Tribune Business Editor

nhartnell@tribunemedia.net

The Supreme Court yesterday dismissed Cable Bahamas’ bid to obtain a $13 million-plus summary judgment over the Robinson Road gas leak, branding the case as “a complex matter” that needs a full trial.

Justice Rhonda Bain yesterday said there were too “many disputes of fact and law” for her to enter an instant judgment in favour of the BISX-listed communications provider.

She added that the key issue needing to be determined at trial is whether Rubis Bahamas, as the wholesaler, or the gas station operator, Fiorente Management & Investments, a company owned by Harcourt and Bianca Carter, was liable for the alleged gasoline spill.

And, in a seeming reference to the controversy that erupted over the Government’s failure to release timely information to nearby residents on the extent of the gas leak, Justice Bain said an “urgent” trial was required because the issues raised were “of grave public importance”.

Barring the way, though, are other applications by the parties, which include a bid by Rubis Bahamas to ‘strike out’ parts of the evidence presented to the court by Cable Bahamas.

The judgment blocks a ‘quick win’ for Cable Bahamas, which had argued that neither Rubis nor Fiorente Management & Investments had a defence to its “negligence and/or nuisance” claims.

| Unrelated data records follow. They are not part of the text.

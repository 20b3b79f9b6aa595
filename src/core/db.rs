use crate::core::broker::DbBroker;
use crate::core::error;
use crate::core::schemas;
use rusqlite::{Connection, params};
use std::fs;
use std::path::{Path, PathBuf};

pub fn db_connect(db_path: &str) -> Result<Connection, error::TutorError> {
    let conn = Connection::open(db_path)?;
    conn.busy_timeout(std::time::Duration::from_secs(5))
        .map_err(error::TutorError::RusqliteError)?;
    conn.query_row("PRAGMA journal_mode=WAL;", [], |_| Ok(()))
        .map_err(error::TutorError::RusqliteError)?;
    conn.execute("PRAGMA foreign_keys=ON;", [])
        .map_err(error::TutorError::RusqliteError)?;
    Ok(conn)
}

pub fn learner_db_path(root: &Path) -> PathBuf {
    root.join(schemas::LEARNER_DB_NAME)
}

/// Create the learner-state schema in `db_path`; broker events land in `root`.
pub fn initialize_learner_db(root: &Path, db_path: &Path) -> Result<(), error::TutorError> {
    fs::create_dir_all(root).map_err(error::TutorError::IoError)?;
    if let Some(parent) = db_path.parent() {
        fs::create_dir_all(parent).map_err(error::TutorError::IoError)?;
    }

    let broker = DbBroker::new(root);
    broker.with_conn(db_path, "tutorpath", None, "learner.init", |conn| {
        conn.execute(schemas::LEARNER_DB_SCHEMA_META, [])?;
        conn.execute(schemas::LEARNER_DB_SCHEMA_STATE, [])?;
        conn.execute(
            "INSERT OR IGNORE INTO meta(key, value) VALUES('schema_version', ?1)",
            params![schemas::LEARNER_SCHEMA_VERSION.to_string()],
        )?;
        Ok(())
    })?;

    tracing::debug!(path = %db_path.display(), "learner database ready");
    Ok(())
}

The BISX-listed provider had claimed that the only issue to be determined by the Supreme Court was the amount of damages both, or just one, should pay for loss of its customer service building, associated expenses and impact to employees’ health.

Both Rubis and its gas station operator successfully opposed this argument, but yesterday’s verdict likely only delays - and does not prevent - Cable Bahamas eventually picking up damages, although it now forces the company to go to full trial.

Justice Bain found: “The court holds that this is a complex matter and is not appropriate for summary judgment....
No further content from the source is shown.